Synchronous systemic infection with EC have been reported anecdotally in the literature. Lai and his group reported a concomitant liver abscess and symptomatic EC. The patient presented with lower abdominal pain and storage urinary symptoms. He was improved with parenteral antimicrobial therapy and urine drainage by urethral catheter. Al-Assiri reported similar presentation with acute pancreatitis that was managed conservatively. Our patient has no urinary symptoms with negative urine culture.

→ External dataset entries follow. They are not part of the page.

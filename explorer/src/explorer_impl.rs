//! Explorer event loop with dependency injection
//!
//! One task owns the request coordinator and the three input debouncers.
//! User events, debounced actions and transport completions are all
//! serialized through it, so session state has exactly one writer. Callers
//! talk to it through an [`ExplorerHandle`] and observe state through
//! published [`SessionSnapshot`]s.

use tokio::sync::{mpsc, watch};

use shared::{QueryKind, SessionId};
use shared::{session_debug, session_info};
use crate::config::ExplorerConfig;
use crate::core::{ApplyOutcome, DebouncedAction, InputDebouncer, RequestCoordinator};
use crate::error::{ExplorerError, ExplorerResult};
use crate::state::SessionSnapshot;
use crate::traits::ScoringService;

/// Something the user did
#[derive(Debug, Clone, PartialEq, Eq)]
pub enum UserEvent {
    /// Free typing; debounced before dispatch
    Input { kind: QueryKind, text: String },
    /// Explicit submit; dispatched at once
    Submit { kind: QueryKind, text: String },
    Clear { kind: QueryKind },
    Shutdown,
}

/// Cloneable front door to a running [`Explorer`]
#[derive(Debug, Clone)]
pub struct ExplorerHandle {
    session_id: SessionId,
    events: mpsc::UnboundedSender<UserEvent>,
    snapshots: watch::Receiver<SessionSnapshot>,
}

impl ExplorerHandle {
    pub fn session_id(&self) -> &SessionId {
        &self.session_id
    }

    pub fn input(&self, kind: QueryKind, text: impl Into<String>) -> ExplorerResult<()> {
        self.send(UserEvent::Input { kind, text: text.into() })
    }

    pub fn submit(&self, kind: QueryKind, text: impl Into<String>) -> ExplorerResult<()> {
        self.send(UserEvent::Submit { kind, text: text.into() })
    }

    pub fn clear(&self, kind: QueryKind) -> ExplorerResult<()> {
        self.send(UserEvent::Clear { kind })
    }

    pub fn shutdown(&self) -> ExplorerResult<()> {
        self.send(UserEvent::Shutdown)
    }

    /// Latest published snapshot
    pub fn snapshot(&self) -> SessionSnapshot {
        self.snapshots.borrow().clone()
    }

    /// Independent receiver for snapshot changes
    pub fn subscribe(&self) -> watch::Receiver<SessionSnapshot> {
        self.snapshots.clone()
    }

    fn send(&self, event: UserEvent) -> ExplorerResult<()> {
        self.events
            .send(event)
            .map_err(|_| ExplorerError::transport("explorer event loop has stopped"))
    }
}

/// The explorer session: coordinator, debouncers and the loop that drives them
pub struct Explorer<S>
where
    S: ScoringService + 'static,
{
    coordinator: RequestCoordinator<S>,
    debouncers: Vec<InputDebouncer>,
    events: mpsc::UnboundedReceiver<UserEvent>,
    actions: mpsc::UnboundedReceiver<DebouncedAction>,
    snapshots: watch::Sender<SessionSnapshot>,
}

impl<S> Explorer<S>
where
    S: ScoringService + 'static,
{
    /// Create a new explorer and the handle used to drive it
    pub fn new(service: S, config: &ExplorerConfig) -> (Self, ExplorerHandle) {
        let coordinator = RequestCoordinator::new(service, config);
        let session_id = coordinator.session_id().clone();

        let (events_tx, events_rx) = mpsc::unbounded_channel();
        let (actions_tx, actions_rx) = mpsc::unbounded_channel();
        let (snapshots_tx, snapshots_rx) = watch::channel(coordinator.snapshot());

        let debouncers = QueryKind::ALL
            .iter()
            .map(|kind| InputDebouncer::new(*kind, config.debounce, actions_tx.clone()))
            .collect();

        let explorer = Self {
            coordinator,
            debouncers,
            events: events_rx,
            actions: actions_rx,
            snapshots: snapshots_tx,
        };
        let handle = ExplorerHandle {
            session_id,
            events: events_tx,
            snapshots: snapshots_rx,
        };

        (explorer, handle)
    }

    /// Run until shutdown is requested or every handle is dropped
    pub async fn run(mut self) -> ExplorerResult<()> {
        let session_id = self.coordinator.session_id().clone();
        session_info!(session_id, "Explorer session started");

        loop {
            // Debounced actions were queued before any event still waiting,
            // so they are drained first to keep user order
            tokio::select! {
                biased;

                Some(action) = self.actions.recv() => {
                    self.handle_action(action);
                }
                Some(completion) = self.coordinator.next_completion() => {
                    let outcome = self.coordinator.apply(completion);
                    if outcome != ApplyOutcome::Stale {
                        self.publish();
                    }
                }
                event = self.events.recv() => {
                    match event {
                        Some(UserEvent::Shutdown) | None => break,
                        Some(event) => self.handle_event(event),
                    }
                }
            }
        }

        for debouncer in &mut self.debouncers {
            debouncer.cancel();
        }
        session_info!(session_id, "Explorer session stopped");
        Ok(())
    }

    fn handle_event(&mut self, event: UserEvent) {
        match event {
            UserEvent::Input { kind, text } => self.debouncer(kind).input_changed(&text),
            UserEvent::Submit { kind, text } => self.debouncer(kind).submit(&text),
            UserEvent::Clear { kind } => {
                self.debouncer(kind).cancel();
                self.coordinator.clear(kind);
                self.publish();
            }
            UserEvent::Shutdown => {}
        }
    }

    fn handle_action(&mut self, action: DebouncedAction) {
        match action {
            DebouncedAction::Dispatch { kind, text } => {
                self.coordinator.dispatch(kind, text);
            }
            DebouncedAction::Clear { kind } => self.coordinator.clear(kind),
        }
        self.publish();
    }

    fn debouncer(&mut self, kind: QueryKind) -> &mut InputDebouncer {
        &mut self.debouncers[kind.index()]
    }

    fn publish(&self) {
        let snapshot = self.coordinator.snapshot();
        if self.snapshots.send(snapshot).is_err() {
            session_debug!(self.coordinator.session_id(), "No snapshot subscribers left");
        }
    }
}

Various forms of emphysematous infection can affect different urogenital organ, but occasionally involve single organ at one time. Rarely, urinary bladder involvement can be a part of systemic infection as described in our report or commonly reported as isolated urinary bladder infection., Although clinical presentations usually cannot be distinguished from other pathologies of the urinary bladder. Our patient is totally asymptomatic and his EC is diagnosed based upon incidental radiological finding. Variable pictures were reported in literature ranging from mild urinary tract symptoms to sever systemic septic condition requiring surgical debridement and urinary diversion. The indication of surgical management of EC has to be individualized based upon clinical presentation and overall condition.

Conclusion

EC is an unusual consequence in patients with distant infectious process. In the setting of no adverse clinical findings after initiation of antibiotic, close observation and indwelling urethral catheter could recover the pathogenic process completely. Although anecdotal reports have been issued, the mechanisms of isolated bladder wall gas forming infection is not well understood.

Funding

None, this research did not receive any specific grant from funding agencies in the public, commercial, or not-for-profit sectors.

Declaration of competing interest

All authors have nothing to disclose and there are no conflicts of interest. We declare that all authors have contributed to the creation of this manuscript.